The Reserve Bank of India has now resorted to drastic actions to discourage the usage of digital currencies in India, by introducing inevitable clauses in customers’ contract agreements.
The Reserve Bank of India (RBI) has in times past not shied away from warning Indian citizens and customers from trading or investing in virtual currencies. While its authorities have declared a ‘fascinated’ respect for blockchain technology, they have certainly not found love with Bitcoin or any other altcoins for that matter.
The initial weeks of 2019, however, has seen the country’s central bank employ a more forceful approach towards the deterrent of crypto coins. Although Indian banks had in reality been stopping crypto-related purchases, RBI only made it official mid-2018, publishing an official statement:
“Reserve Bank has repeatedly cautioned users, holders and traders of virtual currencies, including Bitcoins, regarding various risks associated in dealing with such virtual currencies. In view of the associated risks, it has been decided that, with immediate effect, entities regulated by RBI shall not deal with or provide services to any individual or business entities dealing with or settling VCs. Regulated entities which already provide such services shall exit the relationship within a specified time.”

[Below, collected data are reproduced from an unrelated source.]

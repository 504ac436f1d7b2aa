//! Display-ledger transaction rows and the balance adjustment outcome.

use nexus_core::ledger::TransactionKind;
use nexus_core::types::{Amount, DbId, Timestamp};
use serde::Serialize;
use sqlx::FromRow;

/// A row from the `wallet_transactions` table.
#[derive(Debug, Clone, FromRow, Serialize)]
#[serde(rename_all = "camelCase")]
pub struct WalletTransaction {
    pub id: DbId,
    pub user_id: DbId,
    #[serde(rename = "type")]
    pub kind: String,
    /// Signed: credits positive, debits negative.
    pub amount: Amount,
    pub description: String,
    pub reference: Option<String>,
    pub created_at: Timestamp,
}

/// DTO for appending a ledger row alongside a balance mutation.
#[derive(Debug, Clone)]
pub struct CreateWalletTransaction {
    pub kind: TransactionKind,
    pub amount: Amount,
    pub description: String,
    pub reference: Option<String>,
}

/// Result of an atomic balance adjustment.
#[derive(Debug, Clone, Copy, PartialEq, Eq)]
pub enum BalanceAdjustment {
    Applied { balance: Amount },
    InsufficientFunds { balance: Amount },
    UserNotFound,
}
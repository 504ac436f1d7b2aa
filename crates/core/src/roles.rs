//! Well-known role name constants carried in the JWT `role` claim.

pub const ROLE_USER: &str = "user";
pub const ROLE_ADMIN: &str = "admin";

/// Subject id used for admin session tokens, which are not tied to a user row.
pub const ADMIN_SUBJECT: i64 = 0;
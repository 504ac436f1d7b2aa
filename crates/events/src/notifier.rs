//! Best-effort operator notification service.
//!
//! [`OperatorNotifier`] subscribes to the [`EventBus`](crate::bus::EventBus)
//! and emails each event to the operator. Every send is bounded by a
//! timeout; failures are logged and never reach the request that published
//! the event.

use std::future::Future;
use std::time::Duration;

use tokio::sync::broadcast;

use crate::bus::StoreEvent;
use crate::delivery::email::{EmailDelivery, EmailError};

/// Upper bound on a single notification send.
pub const DELIVERY_TIMEOUT: Duration = Duration::from_secs(10);

/// Outcome of one bounded delivery attempt.
#[derive(Debug, PartialEq, Eq)]
pub enum DeliveryOutcome {
    Sent,
    Failed(String),
    TimedOut,
}

/// Background service that forwards store events to the operator inbox.
pub struct OperatorNotifier;

impl OperatorNotifier {
    /// Run the notification loop until the bus is dropped.
    pub async fn run(delivery: EmailDelivery, mut receiver: broadcast::Receiver<StoreEvent>) {
        loop {
            match receiver.recv().await {
                Ok(event) => {
                    let outcome = bounded(DELIVERY_TIMEOUT, delivery.deliver(&event)).await;
                    match outcome {
                        DeliveryOutcome::Sent => {}
                        DeliveryOutcome::Failed(error) => tracing::error!(
                            error = %error,
                            event_type = %event.event_type,
                            "Failed to send operator notification"
                        ),
                        DeliveryOutcome::TimedOut => tracing::warn!(
                            event_type = %event.event_type,
                            timeout_secs = DELIVERY_TIMEOUT.as_secs(),
                            "Operator notification timed out"
                        ),
                    }
                }
                Err(broadcast::error::RecvError::Lagged(n)) => {
                    tracing::warn!(skipped = n, "Notifier lagged, some events were not emailed");
                }
                Err(broadcast::error::RecvError::Closed) => {
                    tracing::info!("Event bus closed, notifier shutting down");
                    break;
                }
            }
        }
    }

    /// Drain the bus without sending anything. Used when email is not
    /// configured so published events are still acknowledged in the log.
    pub async fn run_disabled(mut receiver: broadcast::Receiver<StoreEvent>) {
        loop {
            match receiver.recv().await {
                Ok(event) => {
                    tracing::debug!(event_type = %event.event_type, email = %event.email, "Notification skipped (email not configured)");
                }
                Err(broadcast::error::RecvError::Lagged(_)) => {}
                Err(broadcast::error::RecvError::Closed) => break,
            }
        }
    }
}

/// Await `send` for at most `limit`.
pub async fn bounded<F>(limit: Duration, send: F) -> DeliveryOutcome
where
    F: Future<Output = Result<(), EmailError>>,
{
    match tokio::time::timeout(limit, send).await {
        Ok(Ok(())) => DeliveryOutcome::Sent,
        Ok(Err(e)) => DeliveryOutcome::Failed(e.to_string()),
        Err(_) => DeliveryOutcome::TimedOut,
    }
}

#[cfg(test)]
mod tests {
    use super::*;
    use crate::bus::EventBus;

    #[tokio::test]
    async fn bounded_reports_success() {
        let outcome = bounded(DELIVERY_TIMEOUT, async { Ok(()) }).await;
        assert_eq!(outcome, DeliveryOutcome::Sent);
    }

    #[tokio::test]
    async fn bounded_reports_failure() {
        let outcome = bounded(DELIVERY_TIMEOUT, async {
            Err(EmailError::Build("bad".to_string()))
        })
        .await;
        assert_eq!(outcome, DeliveryOutcome::Failed("Email build error: bad".to_string()));
    }

    #[tokio::test(start_paused = true)]
    async fn bounded_times_out_slow_send() {
        let outcome = bounded(DELIVERY_TIMEOUT, async {
            tokio::time::sleep(Duration::from_secs(60)).await;
            Ok(())
        })
        .await;
        assert_eq!(outcome, DeliveryOutcome::TimedOut);
    }

    #[tokio::test]
    async fn disabled_notifier_exits_when_bus_dropped() {
        let bus = EventBus::default();
        let handle = tokio::spawn(OperatorNotifier::run_disabled(bus.subscribe()));
        bus.publish(StoreEvent::user_registered(1, "a@shop.io"));
        drop(bus);
        tokio::time::timeout(Duration::from_secs(5), handle)
            .await
            .expect("notifier should stop")
            .unwrap();
    }
}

The RBI has now gone on to ensure India does not subscribe to a virtual system until it is ‘developed enough’ to skirt the problems and controversies troubling him—and according to the governor, might just take two decades!
Permission to Freeze Your Accounts
The latest antic pulled by RBI might just effectively dour the rate of crypto-related activities in India. Banks in India are now imputing clauses in contracts to be signed by their customers, forcing them to promise total abstinence from cryptocurrency transactions or related ilks. The latest development, of course, is set to curb the rate of adoption of digital currencies in India, and might just finally shunt it, after the country witnessed a drop of more than 90 percent in crypto transactions compared to 2017.
Indian crypto enthusiasts are now voicing their concerns on social media pages. A user, @DesiCryptoHodlr or “Indian Crypto Girl” tweeted after posting a screenshot as evidence of the new imputed clause:
“Indian Banks now forcefully taking permission from us to ‘reserve right to close our account without further intimation’ if we deal in #cryptocurrency transactions
Cryptocurrency trading and possession is legal in India though, and has not been banned; crypto traders would only be forced to seek alternatives to exchanges such as peer-to-peer platforms.